Is it Westminster City Council’s job to work out the answer? One of the key roles of a planning authority is to imagine the future and to create policy that will encourage, enable and regulate its delivery. Of course, that is a very different proposition when comparing a high street in a small town with the powerful interests at play somewhere like Oxford Street.
There have been many visions for Oxford Street and its surrounding roads. Should it be traffic-free? Where should the buses go? How could better and more beautiful landscaping improve its operation?
But, when large occupiers such as House of Fraser and Debenhams disappear almost overnight from buildings designed to be department stores, I think we have larger questions to answer than just how to improve life for the current occupiers.
Of course, there are very clever minds inside Westminster City Council asking these questions, but do they have the political support in every definition of that word to ask the very big existential questions?
Oxford Street is one of London’s key economic areas. It is hugely important in our capital’s economic ecology
And what of the GLA? What is its job? Oxford Street is one of London’s key economic areas. It is hugely important in our capital’s economic ecology.
Is there a conversation happening somewhere in the new City Hall that recognises how big a problem this could be and brings together economics, business, design, financial and political expertise to find an answer?
And then there is national government. I would argue that the future of Oxford Street is a subject that should be high up the economic agenda, exercising the best minds in central government departments.
Paul Scully, the MP who represents Sutton and Cheam, is currently the minister for London in his role as parliamentary under-secretary of state in the Department for Business Energy and Industrial Strategy, where he is also responsible for small business, consumers and labour markets. He sounds busy.
Given the Conservative government’s relationship with London’s Labour mayor (up for re-election next May) and with a newly Labour-controlled Westminster City Council, hope for a truly collaborative approach to solving big problems such as the future of Oxford Street feels at best like wishful thinking.
The same verve and ambition of solutions that were applied, for instance, by the Treasury to the impact that lockdown had on our economy should be applied here
Of course, the solution involves all of the above. Consequently, never has there been a greater need for those who convene. Organisations like the NLA, the Centre for London and Patricia Brown’s London 3.0 initiative have been doing great work through the pandemic creating online and, more recently, in-real-life forums where these big questions can be asked, and answers debated. But, of course, without proper and serious funding from everyone involved, their impact can only be limited.
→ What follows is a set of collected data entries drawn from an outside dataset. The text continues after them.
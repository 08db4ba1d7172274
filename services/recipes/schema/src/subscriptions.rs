use sea_orm::entity::prelude::*;

/// `user_id` follows `author_id`.
#[derive(Clone, Debug, PartialEq, Eq, DeriveEntityModel)]
#[sea_orm(table_name = "subscriptions")]
pub struct Model {
    #[sea_orm(primary_key, auto_increment = false)]
    pub user_id: Uuid,
    #[sea_orm(primary_key, auto_increment = false)]
    pub author_id: Uuid,
    pub created_at: chrono::DateTime<chrono::Utc>,
}

#[derive(Copy, Clone, Debug, EnumIter, DeriveRelation)]
pub enum Relation {
    #[sea_orm(
        belongs_to = "super::users::Entity",
        from = "Column::UserId",
        to = "super::users::Column::Id"
    )]
    Follower,
    #[sea_orm(
        belongs_to = "super::users::Entity",
        from = "Column::AuthorId",
        to = "super::users::Column::Id"
    )]
    Author,
}

impl ActiveModelBehavior for ActiveModel {}
use sea_orm::entity::prelude::*;

#[derive(Clone, Debug, PartialEq, Eq, DeriveEntityModel)]
#[sea_orm(table_name = "tags")]
pub struct Model {
    #[sea_orm(primary_key)]
    pub id: i32,
    #[sea_orm(unique)]
    pub name: String,
    pub color: String,
    #[sea_orm(unique)]
    pub slug: String,
}

#[derive(Copy, Clone, Debug, EnumIter, DeriveRelation)]
pub enum Relation {
    #[sea_orm(has_many = "super::recipe_tags::Entity")]
    RecipeTags,
}

impl Related<super::recipe_tags::Entity> for Entity {
    fn to() -> RelationDef {
        Relation::RecipeTags.def()
    }
}

impl ActiveModelBehavior for ActiveModel {}
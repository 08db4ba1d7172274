use sea_orm_migration::prelude::*;

#[derive(DeriveMigrationName)]
pub struct Migration;

#[async_trait::async_trait]
impl MigrationTrait for Migration {
    async fn up(&self, manager: &SchemaManager) -> Result<(), DbErr> {
        manager
            .create_table(
                Table::create()
                    .table(Subscriptions::Table)
                    .if_not_exists()
                    .col(ColumnDef::new(Subscriptions::UserId).uuid().not_null())
                    .col(ColumnDef::new(Subscriptions::AuthorId).uuid().not_null())
                    .col(
                        ColumnDef::new(Subscriptions::CreatedAt)
                            .timestamp_with_time_zone()
                            .not_null()
                            .default(Expr::current_timestamp()),
                    )
                    .primary_key(
                        Index::create()
                            .col(Subscriptions::UserId)
                            .col(Subscriptions::AuthorId),
                    )
                    .check(
                        Expr::col(Subscriptions::UserId)
                            .ne(Expr::col(Subscriptions::AuthorId)),
                    )
                    .foreign_key(
                        ForeignKey::create()
                            .from(Subscriptions::Table, Subscriptions::UserId)
                            .to(Users::Table, Users::Id)
                            .on_delete(ForeignKeyAction::Cascade),
                    )
                    .foreign_key(
                        ForeignKey::create()
                            .from(Subscriptions::Table, Subscriptions::AuthorId)
                            .to(Users::Table, Users::Id)
                            .on_delete(ForeignKeyAction::Cascade),
                    )
                    .to_owned(),
            )
            .await
    }

    async fn down(&self, manager: &SchemaManager) -> Result<(), DbErr> {
        manager
            .drop_table(Table::drop().table(Subscriptions::Table).to_owned())
            .await
    }
}

#[derive(Iden)]
enum Subscriptions {
    Table,
    UserId,
    AuthorId,
    CreatedAt,
}

#[derive(Iden)]
enum Users {
    Table,
    Id,
}
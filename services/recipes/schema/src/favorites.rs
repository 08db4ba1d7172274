use sea_orm::entity::prelude::*;

/// Recipe a user marked as favorite.
#[derive(Clone, Debug, PartialEq, Eq, DeriveEntityModel)]
#[sea_orm(table_name = "favorites")]
pub struct Model {
    #[sea_orm(primary_key, auto_increment = false)]
    pub user_id: Uuid,
    #[sea_orm(primary_key, auto_increment = false)]
    pub recipe_id: i32,
    pub created_at: chrono::DateTime<chrono::Utc>,
}

#[derive(Copy, Clone, Debug, EnumIter, DeriveRelation)]
pub enum Relation {
    #[sea_orm(
        belongs_to = "super::users::Entity",
        from = "Column::UserId",
        to = "super::users::Column::Id"
    )]
    User,
    #[sea_orm(
        belongs_to = "super::recipes::Entity",
        from = "Column::RecipeId",
        to = "super::recipes::Column::Id"
    )]
    Recipe,
}

impl Related<super::users::Entity> for Entity {
    fn to() -> RelationDef {
        Relation::User.def()
    }
}

impl Related<super::recipes::Entity> for Entity {
    fn to() -> RelationDef {
        Relation::Recipe.def()
    }
}

impl ActiveModelBehavior for ActiveModel {}
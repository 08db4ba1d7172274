use tracing_subscriber::{EnvFilter, fmt, layer::SubscriberExt, util::SubscriberInitExt};

use crate::config::LogFormat;

const DEFAULT_FILTER: &str = "info,sqlx=warn,sea_orm=warn";

/// Initialize structured stdout tracing. Call once at service startup.
///
/// Filter comes from `RUST_LOG`, falling back to `info` with quiet database
/// drivers. Subsequent calls are silently ignored.
pub fn init_tracing(format: LogFormat) {
    let filter =
        EnvFilter::try_from_default_env().unwrap_or_else(|_| EnvFilter::new(DEFAULT_FILTER));
    let registry = tracing_subscriber::registry().with(filter);
    let _ = match format {
        LogFormat::Json => registry.with(fmt::layer().json()).try_init(),
        LogFormat::Pretty => registry.with(fmt::layer().pretty()).try_init(),
    };
}
pub mod db;
pub mod favorite;
pub mod health;
pub mod ingredient;
pub mod recipe;
pub mod shopping_cart;
pub mod subscription;
pub mod tag;
pub mod user;

use serde::de::DeserializeOwned;

use crate::error::RecipesServiceError;

/// Parse a raw query string with `serde_qs` so bracketed arrays (`tags[]=a`)
/// deserialize into `Vec`s. An absent query yields `T::default()`.
pub(crate) fn parse_query<T>(raw_query: Option<&str>) -> Result<T, RecipesServiceError>
where
    T: DeserializeOwned + Default,
{
    raw_query
        .map(serde_qs::from_str)
        .transpose()
        .map_err(|_| RecipesServiceError::MissingData)
        .map(Option::unwrap_or_default)
}

/// `1`/`true` and `0`/`false`, as sent by the web client.
pub(crate) fn parse_flag(raw: Option<&str>) -> Result<Option<bool>, RecipesServiceError> {
    match raw {
        None => Ok(None),
        Some("1" | "true") => Ok(Some(true)),
        Some("0" | "false") => Ok(Some(false)),
        Some(_) => Err(RecipesServiceError::MissingData),
    }
}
It feels to me like the same verve and ambition of solutions that were applied, for instance, by the Treasury to the impact that lockdown had on our economy should be applied here.
There have been any number of commissions set up to look at a future for the West End of London. I hesitate to suggest another unless it moves beyond current politics, but how about a significant joint government/GLA/Westminster City Council grant to fund a project to find an answer to the Great Oxford Street Question?
Bids are welcome from any of those convening organisations, with the only proviso being that it cannot be won by any single-interest group: we need proper collective thinking.